The testing nightmare:

• Need a real energy price API running (and an API key!)
• Need a real Zigbee gateway on the network
• The business rule (full power vs half power) is one line buried in the middle!

The root cause:

• Infrastructure and domain logic are mixed together
• Can't test the pricing decision without all the infrastructure

-> Transition: This pattern has a name and a solution...

Hexagonal Architecture (Ports and Adapters)

The solution is called Hexagonal Architecture, proposed by Alistair Cockburn (2005)

Context for students:

• This is your first software architecture pattern! We'll cover more next week.
• We're starting with this one because testability is a critical design concern.
• Understanding how to structure code for testability will help when we dive into larger architectural patterns.

The three layers:

1. Application Core (the hexagon): Business logic, domain rules
2. Ports: Interfaces that define what the domain needs
3. Adapters: Technology-specific implementations

Why "hexagonal"?

• The shape emphasizes that there's no "top" or "bottom"
• All external systems connect through ports
• The domain doesn't know which adapters are plugged in

-> Transition: But wait—why a hexagon?

Why "Hexagonal"?

The hexagon shape emphasizes a key idea: there's no "top" or "bottom".

The insight:

• Your business logic sits in the center
• Everything else (databases, APIs, hardware, UI) is outside
• Each external thing connects through a "port"
• The direction is always inward (toward domain) and outward (toward infrastructure)
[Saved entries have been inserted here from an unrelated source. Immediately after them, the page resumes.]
/// Push `input` through the deflate collaborator, writing every produced
/// compressed byte straight to the sink. No full-entry buffering: output
/// is drained in fixed-size chunks as it's produced.
fn feed_deflate<W: Write>(
    sink: &mut CountingWriter<W>,
    compress: &mut Compress,
    mut input: &[u8],
) -> Result<()> {
    let mut buf = [0u8; DEFLATE_CHUNK];

    while !input.is_empty() {
        let before_in = compress.total_in();
        let before_out = compress.total_out();

        let status = compress
            .compress(input, &mut buf, FlushCompress::None)
            .map_err(|e| ZipError::CompressorFailure(e.to_string()))?;

        let consumed = (compress.total_in() - before_in) as usize;
        let produced = (compress.total_out() - before_out) as usize;

        if produced > 0 {
            sink.write_all(&buf[..produced])?;
        }
        input = &input[consumed..];

        if consumed == 0 && produced == 0 && status != Status::StreamEnd {
            return Err(ZipError::CompressorFailure(
                "deflate stream made no progress".to_string(),
            ));
        }
    }

    Ok(())
}

/// Drain the deflate collaborator's remaining buffered output after its
/// last input chunk.
fn finish_deflate<W: Write>(sink: &mut CountingWriter<W>, compress: &mut Compress) -> Result<()> {
    let mut buf = [0u8; DEFLATE_CHUNK];

    loop {
        let before_out = compress.total_out();
        let status = compress
            .compress(&[], &mut buf, FlushCompress::Finish)
            .map_err(|e| ZipError::CompressorFailure(e.to_string()))?;
        let produced = (compress.total_out() - before_out) as usize;

        if produced > 0 {
            sink.write_all(&buf[..produced])?;
        }
        if status == Status::StreamEnd {
            break;
        }
    }

    Ok(())
}
//! Error types for zipcraft

use std::io;

/// Result type for zipcraft operations
pub type Result<T> = std::result::Result<T, ZipError>;

/// Error types that can occur while writing a ZIP archive
#[derive(Debug)]
pub enum ZipError {
    /// The byte sink reported an I/O failure.
    Io(io::Error),
    /// The deflate collaborator failed to compress or flush its input.
    CompressorFailure(String),
    /// A caller-supplied entry was structurally invalid (empty name, or a
    /// name/extra-field/comment whose encoded length exceeds the 16-bit
    /// wire limit of 65535 bytes).
    InvalidEntry(String),
    /// A STORED entry was opened without a declared size and CRC-32.
    MissingStoredMetadata,
    /// A STORED entry's actual CRC-32 did not match its declared CRC-32.
    StoredCrcMismatch { declared: u32, actual: u32 },
    /// A STORED entry's actual byte count did not match its declared size.
    StoredSizeMismatch { declared: u32, actual: u64 },
    /// The configured text encoding label is not recognized.
    UnsupportedEncoding(String),
    /// `write` or `close_entry` was called with no entry open.
    NoOpenEntry,
}

impl std::fmt::Display for ZipError {
    fn fmt(&self, f: &mut std::fmt::Formatter<'_>) -> std::fmt::Result {
        match self {
            ZipError::Io(e) => write!(f, "I/O error: {}", e),
            ZipError::CompressorFailure(msg) => write!(f, "deflate compressor failed: {}", msg),
            ZipError::InvalidEntry(msg) => write!(f, "invalid entry: {}", msg),
            ZipError::MissingStoredMetadata => write!(
                f,
                "stored entry requires a declared size and CRC-32 before data is written"
            ),
            ZipError::StoredCrcMismatch { declared, actual } => write!(
                f,
                "stored entry CRC mismatch: declared 0x{:08x}, actual 0x{:08x}",
                declared, actual
            ),
            ZipError::StoredSizeMismatch { declared, actual } => write!(
                f,
                "stored entry size mismatch: declared {} bytes, wrote {} bytes",
                declared, actual
            ),
            ZipError::UnsupportedEncoding(label) => {
                write!(f, "unsupported text encoding: {}", label)
            }
            ZipError::NoOpenEntry => {
                write!(f, "no entry is open; call begin_entry before writing data")
            }
        }
    }
}

impl std::error::Error for ZipError {}

impl From<io::Error> for ZipError {
    fn from(err: io::Error) -> Self {
        ZipError::Io(err)
    }
}
use criterion::{black_box, criterion_group, criterion_main, BenchmarkId, Criterion, Throughput};
use tempfile::NamedTempFile;
use zipcraft::{EntryOptions, Method, ZipWriter};

fn generate_compressible_data(size: usize) -> Vec<u8> {
    let pattern = b"The quick brown fox jumps over the lazy dog. ";
    let mut data = Vec::with_capacity(size);
    while data.len() < size {
        data.extend_from_slice(pattern);
    }
    data.truncate(size);
    data
}

fn generate_random_data(size: usize) -> Vec<u8> {
    let mut data = Vec::with_capacity(size);
    let mut state = 0x12345678u32;
    for _ in 0..size {
        state = state.wrapping_mul(1103515245).wrapping_add(12345);
        data.push((state >> 16) as u8);
    }
    data
}

fn write_one_entry(level: u32, data: &[u8]) {
    let temp = NamedTempFile::new().unwrap();
    let mut writer = ZipWriter::create(temp.path()).unwrap();
    writer.set_default_level(level);
    writer.begin_entry(EntryOptions::new("test.bin")).unwrap();
    writer.write(black_box(data)).unwrap();
    writer.finish().unwrap();
}

fn write_stored_entry(data: &[u8]) {
    let temp = NamedTempFile::new().unwrap();
    let mut writer = ZipWriter::create(temp.path()).unwrap();
    let crc = {
        let mut hasher = crc32fast::Hasher::new();
        hasher.update(data);
        hasher.finalize()
    };
    writer
        .begin_entry(
            EntryOptions::new("test.bin")
                .method(Method::Stored)
                .size_and_crc32(data.len() as u32, crc),
        )
        .unwrap();
    writer.write(black_box(data)).unwrap();
    writer.finish().unwrap();
}

fn bench_compression_methods(c: &mut Criterion) {
    let sizes = vec![
        1024,
        10 * 1024,
        100 * 1024,
        1024 * 1024,
        10 * 1024 * 1024,
    ];

    for size in sizes {
        let mut group = c.benchmark_group(format!("write_compressible_{}", format_size(size)));
        group.throughput(Throughput::Bytes(size as u64));

        let data = generate_compressible_data(size);

        group.bench_with_input(
            BenchmarkId::new("deflate_level_6", size),
            &data,
            |b, data| b.iter(|| write_one_entry(6, data)),
        );

        group.bench_with_input(
            BenchmarkId::new("deflate_level_9", size),
            &data,
            |b, data| b.iter(|| write_one_entry(9, data)),
        );

        group.bench_with_input(BenchmarkId::new("stored", size), &data, |b, data| {
            b.iter(|| write_stored_entry(data))
        });

        group.finish();
    }
}

fn bench_random_data_compression(c: &mut Criterion) {
    let sizes = vec![100 * 1024, 1024 * 1024];

    for size in sizes {
        let mut group = c.benchmark_group(format!("write_random_{}", format_size(size)));
        group.throughput(Throughput::Bytes(size as u64));

        let data = generate_random_data(size);

        group.bench_with_input(
            BenchmarkId::new("deflate_level_6", size),
            &data,
            |b, data| b.iter(|| write_one_entry(6, data)),
        );

        group.finish();
    }
}

fn bench_multiple_entries(c: &mut Criterion) {
    let mut group = c.benchmark_group("write_multiple_entries");

    let entry_count = 100;
    let entry_size = 10 * 1024;
    group.throughput(Throughput::Bytes((entry_count * entry_size) as u64));

    let data = generate_compressible_data(entry_size);

    group.bench_function("deflate_100_entries", |b| {
        b.iter(|| {
            let temp = NamedTempFile::new().unwrap();
            let mut writer = ZipWriter::create(temp.path()).unwrap();
            writer.set_default_level(6);
            for i in 0..entry_count {
                writer
                    .begin_entry(EntryOptions::new(format!("file_{}.txt", i)))
                    .unwrap();
                writer.write(black_box(&data)).unwrap();
            }
            writer.finish().unwrap();
        });
    });

    group.finish();
}

fn format_size(bytes: usize) -> String {
    if bytes < 1024 {
        format!("{}B", bytes)
    } else if bytes < 1024 * 1024 {
        format!("{}KB", bytes / 1024)
    } else {
        format!("{}MB", bytes / (1024 * 1024))
    }
}

criterion_group!(
    benches,
    bench_compression_methods,
    bench_random_data_compression,
    bench_multiple_entries
);
criterion_main!(benches);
Tests are just another "outside" thing! They plug in through the same ports as real infrastructure.

Note for students:

• This is your first exposure to software architecture patterns!
• We're introducing hexagonal architecture now because it's essential for testability
• We'll dive deeper into architecture patterns next week
• For now, the key insight is: domain in the middle, everything else on the outside

Why this matters for testability:

• Tests plug into the same ports as real infrastructure
• A test that stubs EnergyPricePort is doing exactly what production does
• Production plugs in GridPriceApiAdapter
• Tests plug in StubPriceAdapter
• Both are valid adapters for the same port

-> Transition: Let's look at the three layers...

The Three Layers: Core

Core: Knows nothing about databases, APIs, or hardware—only the domain.

Ports: Interfaces that describe what the domain needs, not how to get it.

Adapters: Implementations of the interfaces to talk to specific technologies

Start with the core. Everything else exists to serve this layer.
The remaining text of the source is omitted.